Considering that we are walking towards a large town, I am always impressed at how nice and pilgrim friendly the trail to Melide is. I came across this tree which reminded me that what doesn’t break us, makes us stronger, that where there is a will, there is a way, and that life doesn’t always go to plan – there are always other ways of getting from A to B (or C). In hindsight I wish I had had a spare shell to hang on it.
I normally stop at a little bar by the river just before crossing the bridge over to the Melide side, but when we came down the forest path just a stone’s throw away the road was cordoned off and we were sent on a detour because of road works. That meant missing out on another rest, and also carrying on on tarmac. We were led to the main drag and then off it again, to avoid the tarmac I assume, but by this time I was so close I just carried on straight ahead. I could see the buses collecting groups on the outskirts of town and wondered if the rerouting into the path again was for their benefit.
I really wanted something to eat, so I went to the Garnacha on the corner, but people were literally queueing out the door, so no, thank you. The Pulperia Ezequiel, Melide’s famous and favourite pulpo joint, with wooden benches and rustic interior, was almost empty, so I decided against that too. Why sit on a wooden bench alone? I ended up in town, where I sat down in the shade with a beer and a plate of chicken wings and pondered what to do next. I could stay in Melide or move on. I could move on by foot or not. I had transport options, but were there still accommodation options so late in the day? I managed to cancel my bed in Boente and rebook in Arzúa, which would mean a shorter day to Pedrouzo and then to Santiago. Options became choices and my knee and I were happy with the new plan.

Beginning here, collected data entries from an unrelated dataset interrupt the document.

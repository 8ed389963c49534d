use crate::shared::error::SbomError;
use crate::shared::Result;
use std::fs;
use std::path::Path;

/// Maximum accepted input size (100 MB), per file and per upload payload
pub const MAX_FILE_SIZE: u64 = 100 * 1024 * 1024;

/// Rejects symbolic links.
///
/// Uses `symlink_metadata()` so the link itself is inspected, not its target.
/// A path that does not exist yet is accepted (nothing to follow).
pub fn ensure_not_symlink(path: &Path, operation: &str) -> Result<()> {
    let metadata = match fs::symlink_metadata(path) {
        Ok(metadata) => metadata,
        Err(e) if e.kind() == std::io::ErrorKind::NotFound => return Ok(()),
        Err(e) => {
            return Err(SbomError::SecurityError {
                path: path.to_path_buf(),
                reason: format!("Failed to read metadata before {}: {}", operation, e),
                hint: "Check the path and its permissions".to_string(),
            }
            .into())
        }
    };

    if metadata.is_symlink() {
        return Err(SbomError::SecurityError {
            path: path.to_path_buf(),
            reason: format!("Refusing to {} through a symbolic link", operation),
            hint: "Pass the resolved path of a regular file instead".to_string(),
        }
        .into());
    }

    Ok(())
}

/// Checks that `path` is a regular, non-symlink file within `max_size`
/// and returns its size in bytes.
pub fn validate_input_file(path: &Path, max_size: u64) -> Result<u64> {
    let metadata = fs::symlink_metadata(path).map_err(|e| SbomError::FileReadError {
        path: path.to_path_buf(),
        details: e.to_string(),
    })?;

    if metadata.is_symlink() {
        return Err(SbomError::SecurityError {
            path: path.to_path_buf(),
            reason: "Input is a symbolic link".to_string(),
            hint: "Pass the resolved path of a regular file instead".to_string(),
        }
        .into());
    }

    if !metadata.is_file() {
        return Err(SbomError::FileReadError {
            path: path.to_path_buf(),
            details: "Not a regular file".to_string(),
        }
        .into());
    }

    validate_file_size(metadata.len(), path, max_size)?;
    Ok(metadata.len())
}

/// Rejects sizes above `max_size`
pub fn validate_file_size(size: u64, path: &Path, max_size: u64) -> Result<()> {
    if size > max_size {
        return Err(SbomError::SecurityError {
            path: path.to_path_buf(),
            reason: format!(
                "File is too large ({} bytes). Maximum allowed size is {} bytes",
                size, max_size
            ),
            hint: "Split the SBOM into smaller files".to_string(),
        }
        .into());
    }
    Ok(())
}
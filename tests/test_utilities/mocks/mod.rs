/// Mock implementations for testing
mod mock_component_generator;
mod mock_download_sink;
mod mock_progress_reporter;
mod mock_project_file_reader;

pub use mock_component_generator::MockComponentGenerator;
pub use mock_download_sink::{MockDownloadSink, SaveBehavior};
pub use mock_progress_reporter::MockProgressReporter;
pub use mock_project_file_reader::MockProjectFileReader;
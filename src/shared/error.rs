use std::fmt;
use std::path::PathBuf;
use thiserror::Error;

/// Exit codes for the CLI application.
#[derive(Debug, Clone, Copy, PartialEq, Eq)]
#[repr(i32)]
pub enum ExitCode {
    /// Document generated successfully
    Success = 0,
    /// Application error (unreadable input, invalid SBOM, file I/O error, etc.)
    ApplicationError = 1,
    /// Invalid command-line arguments (clap parsing errors)
    InvalidArguments = 2,
}

impl ExitCode {
    /// Convert to i32 for use with std::process::exit
    pub fn as_i32(self) -> i32 {
        self as i32
    }
}

impl fmt::Display for ExitCode {
    fn fmt(&self, f: &mut fmt::Formatter<'_>) -> fmt::Result {
        match self {
            ExitCode::Success => write!(f, "Success (0)"),
            ExitCode::ApplicationError => write!(f, "Application Error (1)"),
            ExitCode::InvalidArguments => write!(f, "Invalid Arguments (2)"),
        }
    }
}

/// Application-specific errors raised at the I/O boundary.
///
/// The graph engine itself never fails; these errors only come from reading
/// inputs and writing documents.
#[derive(Debug, Error)]
pub enum SbomError {
    #[error("Input file not found: {path}\n\n💡 Hint: {suggestion}")]
    InputNotFound { path: PathBuf, suggestion: String },

    #[error("Invalid SBOM document: {path}\nDetails: {details}\n\n💡 Hint: Provide a JSON array of components or an object with a \"components\" array")]
    InvalidSbom { path: PathBuf, details: String },

    #[error("Failed to read file: {path}\nDetails: {details}\n\n💡 Hint: Please verify that the file exists and you have read permissions")]
    FileReadError { path: PathBuf, details: String },

    #[error("Failed to write to file: {path}\nDetails: {details}\n\n💡 Hint: Please verify that the directory exists and you have write permissions")]
    FileWriteError { path: PathBuf, details: String },

    #[error("Failed to generate {format} output\nDetails: {details}")]
    ExportError { format: String, details: String },

    /// Validation error for builder patterns and configuration
    #[error("Validation error: {message}")]
    Validation { message: String },

    #[error("Security violation: {path}\nReason: {reason}\n\n💡 Hint: {hint}")]
    SecurityError {
        path: PathBuf,
        reason: String,
        hint: String,
    },
}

Then the Musicians messaged me to say they were staying in Melide and were having pulpo in the Garnacha, and as we wouldn’t meet again for a few days I went back down to say hi. We had a drink and a chat before I got in a taxi and went to Arzúa. Did I feel bad about it? No. My knee would have got a lot worse if I had walked another few hours. Did I wish I had stayed in Melide instead? Yes, but then all my other bookings and my flights would have been out of kilter. In a normal year and without a return ticket I would happily have stayed and cut down on my daily stages instead, but this pandemic Holy Year was a whole new beast. People were scrambling for beds, hostels were giving booked beds to others if pilgrims arrived late – too many double-booked no-shows – and there was a definite air of bed race over the early morning exits. At least my new plan would give me two comfortable walking days to Santiago.
Arriving in Arzúa I realised I had booked in the albergue part of a place I had stayed the year before with the Scouse Spouse! The beds were comfy, I could sit up without knocking my head in the top bunk, there were little bunk lights and blankets and great showers. I did the shower, change and chores and went out to find a pizza place the Musicians had told me about. Instead I found the Irishman and his millionaire, and two ladies travelling solo who had met on the way. The younger had tendonitis and was taxiing at this point, and they were meeting up in the afternoon. We had a drink in the shade of the trees on the plaza, they went to the launderette and I went off to find food. Somehow we ended up bumping into each other again outside the door of the Furancho, so we had dinner together, which was great. When my albergue alarm went, I dutifully headed for my bed despite having keys to the place. Most of the others took the opportunity to stay out late, but I was full and tired and needed my sleep before tomorrow’s now shorter walk to Pedrouzo and the Proposal bar.